Le corps du dedans, sollicité par des matières-du-dehors, doit en extraire l’essence en traversant d’autres corps. Cela fera sans doute sourire l’une des interprètes du moment (16 mars au Théâtre Saragosse) qui se surprend et qui nous surprend à demander un droit de passage dans le corps de son partenaire. Cette sollicitation est plus profonde qu’il n’y paraît. «Laisse-moi passer» est une injonction des plus banales. D’ordinaire, on s’efface pour laisser le passage, ou alors on oppose une résistance violente. Et c’est le conflit ou l’accident. Ici on suggère, au contraire, que l’autre partenaire puisse s’ouvrir à la proposition dérangeante qui lui est faite. L’improvisation étant liée expressément aux états du moment, il faut rester conscient (c’est-à-dire humble) de ses propres capacités à accueillir ou à refuser ; à accompagner ou à déployer le rendez-vous proposé. Il serait donc plus honnête d’écrire un texte après chacune des improvisations, fussent-elles regroupées sous un même titre générique. «Lest», le poids assigné, puis dévié en chute, en fluidité, en métamorphoses (au sens simplement étymologique), ou en touchés façonneurs d’espace(s).
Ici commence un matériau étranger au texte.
//! Module interfaces
//!
//! Each cyclic module in `robot_exec` (colour sort, teleop) shall implement
//! all the items in this module.

// ---------------------------------------------------------------------------
// IMPORTS
// ---------------------------------------------------------------------------

// Internal imports
use crate::session::Session;

// ---------------------------------------------------------------------------
// MODULE STATE
// ---------------------------------------------------------------------------

/// The module's internal state.
pub trait State {
    /// Data required during initialisation
    type InitData;
    /// An error which can occur during initialisation.
    type InitError;

    /// Data required for cyclic processing.
    type InputData;
    /// Data produced by cyclic processing.
    type OutputData;
    /// A report on the status of the cyclic processing.
    type StatusReport;
    /// An error which can occur during cyclic processing.
    type ProcError;

    /// Initialise the module.
    ///
    /// # Inputs
    /// - `init_data`: The input data required by the module, usually the
    ///   path to its parameter file.
    ///
    /// # Outputs
    /// - On success `Ok(())`.
    /// - On error an `InitError` instance.
    fn init(&mut self, init_data: Self::InitData, session: &Session)
        -> Result<(), Self::InitError>;

    /// Main module processing function.
    ///
    /// # Inputs
    /// - `input_data`: The data required for processing by the module.
    ///
    /// # Outputs
    /// - On success a tuple of the output data and status report.
    /// - On error a `ProcError` instance.
    fn proc(&mut self, input_data: &Self::InputData)
        -> Result<(Self::OutputData, Self::StatusReport), Self::ProcError>;
}
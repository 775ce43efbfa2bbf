//! # Pneumatic Equipment

// ------------------------------------------------------------------------------------------------
// TRAITS
// ------------------------------------------------------------------------------------------------

/// A single acting pneumatic piston, such as the scraper.
pub trait Pneumatic {
    /// Extend (`true`) or retract (`false`) the piston.
    fn set_extended(&mut self, extended: bool);

    /// Returns true if the piston was last commanded to extend.
    fn is_extended(&self) -> bool;
}
//! # Data Store

use hw_if::input::ControllerState;
use log::warn;
use util::module::State;

use crate::teleop;

// ---------------------------------------------------------------------------
// DATA STRUCTURES
// ---------------------------------------------------------------------------

/// Global data store for the driver control loop.
#[derive(Default)]
pub struct DataStore {
    // Cycle management
    /// Number of cycles already executed
    pub num_cycles: u128,

    /// True if this cycle falls on a 1Hz boundary
    pub is_1_hz_cycle: bool,

    // Controller input
    /// Latest controller state, held until the script provides a newer one
    pub controller: ControllerState,

    // TeleopCtrl
    pub teleop: teleop::TeleopCtrl,
    pub teleop_output: teleop::TeleopOutput,
    pub teleop_status_rpt: teleop::StatusReport,

    // Monitoring Counters
    /// Number of consecutive cycle overruns
    pub num_consec_cycle_overruns: u64,

    /// Number of consecutive teleop processing errors
    pub num_consec_teleop_errors: u64,
}

// ---------------------------------------------------------------------------
// IMPLS
// ---------------------------------------------------------------------------

impl DataStore {
    /// Perform actions required at the start of a cycle.
    ///
    /// Clears those items that need clearing at the start of a cycle, and sets the 1Hz cycle flag.
    /// The controller state is kept, a held stick stays held until it is released.
    pub fn cycle_start(&mut self, cycle_frequency_hz: f64) {
        let cycles_per_s = (cycle_frequency_hz as u128).max(1);
        self.is_1_hz_cycle = self.num_cycles % cycles_per_s == 0;

        self.teleop_output = teleop::TeleopOutput::default();
        self.teleop_status_rpt = teleop::StatusReport::default();
    }

    /// Run teleop on the current controller state.
    ///
    /// Returns the commands to apply, or `None` if processing failed. On failure the output of
    /// this cycle stays at its default and must not be applied, since a default output would
    /// disable the colour sort.
    pub fn proc_teleop(&mut self) -> Option<teleop::TeleopOutput> {
        match self.teleop.proc(&self.controller) {
            Ok((o, r)) => {
                self.teleop_output = o;
                self.teleop_status_rpt = r;
                self.num_consec_teleop_errors = 0;
                Some(o)
            }
            Err(e) => {
                self.num_consec_teleop_errors += 1;
                warn!("Error during TeleopCtrl processing: {}", e);
                None
            }
        }
    }

    /// Perform actions required at the end of a cycle.
    ///
    /// `overran` is true if the cycle took longer than its period.
    pub fn cycle_end(&mut self, overran: bool) {
        if overran {
            self.num_consec_cycle_overruns += 1;
            if self.num_consec_cycle_overruns > 1 {
                warn!(
                    "{} consecutive cycle overruns",
                    self.num_consec_cycle_overruns
                );
            }
        } else {
            self.num_consec_cycle_overruns = 0;
        }

        self.num_cycles += 1;
    }
}

#[cfg(test)]
mod test {
    use super::*;

    #[test]
    fn test_1_hz_cycle() {
        let mut ds = DataStore::default();
        let mut one_hz = vec![];

        for _ in 0..100 {
            ds.cycle_start(40.0);
            one_hz.push(ds.is_1_hz_cycle);
            ds.cycle_end(false);
        }

        assert_eq!(one_hz.iter().filter(|b| **b).count(), 3);
        assert!(one_hz[0] && one_hz[40] && one_hz[80]);
    }

    #[test]
    fn test_overruns() {
        let mut ds = DataStore::default();

        ds.cycle_end(true);
        ds.cycle_end(true);
        assert_eq!(ds.num_consec_cycle_overruns, 2);

        ds.cycle_end(false);
        assert_eq!(ds.num_consec_cycle_overruns, 0);
        assert_eq!(ds.num_cycles, 3);
    }

    #[test]
    fn test_controller_held_across_cycles() {
        let mut ds = DataStore::default();
        ds.controller.left_y = 100;

        ds.cycle_start(40.0);
        assert_eq!(ds.controller.left_y, 100);
    }

    #[test]
    fn test_proc_teleop() {
        let mut ds = DataStore::default();
        ds.controller.r1 = true;

        let out = ds.proc_teleop().unwrap();
        assert!(out.sort_enabled);
        assert_eq!(out.intake_power, 127);
        assert_eq!(ds.teleop_output, out);
    }

    #[test]
    fn test_failed_teleop_is_not_applied() {
        let mut ds = DataStore::default();
        ds.controller.left_y = 200;

        assert_eq!(ds.proc_teleop(), None);
        assert_eq!(ds.num_consec_teleop_errors, 1);

        ds.controller.left_y = 0;
        assert!(ds.proc_teleop().is_some());
        assert_eq!(ds.num_consec_teleop_errors, 0);
    }
}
Il y a comme une régulation spontanée du corps à chercher ce qui lui est nécessaire. A cet instant précis. Sans anticiper (c’est-à-dire sans fermer les champs possibles d’exploration) sur un événement à venir dont il ne connaît a priori ni la nature ni la consistance. La bulle d’air, par exemple, est donnée pour être légère par la vision qu’elle déclenche, et pesante par le volume qu’elle occupe dans l’espace. Si elle évoque la légèreté par les trajectoires qu’elle dessine, elle suggère aussi le poids rendu visible par la faculté qu’il a de se mouvoir. Du poids au mouvement, la proposition de Patricia Kuypers et de ses complices prend ainsi une autre évidence. Alors que le corps doit à tout moment préparer ses déplacements pour jouer avec sa propre masse, il entre en résistance avec d’autres corps qui ont eux aussi leur propre existence. Mais ils peuvent à tout moment devenir des partenaires lorsqu’ils développent l’intention et l’énergie qui ont été sollicitées par les autres, comme une demande venant de corps pesants qui ont, eux aussi, leur propre résistance.
Comment peut alors s’écrire la danse dans les conditions de l’improvisation ? «La composition» est la réponse la plus adéquate, si l’on considère que le corps doit sans cesse composer avec le temps. Il maîtrise d’autant moins le temps qu’il doit le partager avec les autres. Dès lors, les danseurs doivent combiner entre elles les perceptions venues de l’espace qui prend vie et qui dure, pour les façonner en cohérence avec un corps qui reçoit d’emblée ces matières brutes ; matériaux étranges ou étrangers qu’il faudra «raffiner» pour qu’ils soient recevables et lisibles.
Et lorsqu’il réussit à entendre l’intention qui sourd chez l’autre partenaire, le danseur peut alors devenir le prolongement du poids de l’autre devenu mouvement malléable, généré presque malgré lui. La danse porterait donc en elle la capacité d’écrire le mouvement dans un échange de l’un à l’autre, « un échange thermique » ou un « échange de fluides » ; du toucher à l’espace pour le danseur, des doigts à la terre pour le potier.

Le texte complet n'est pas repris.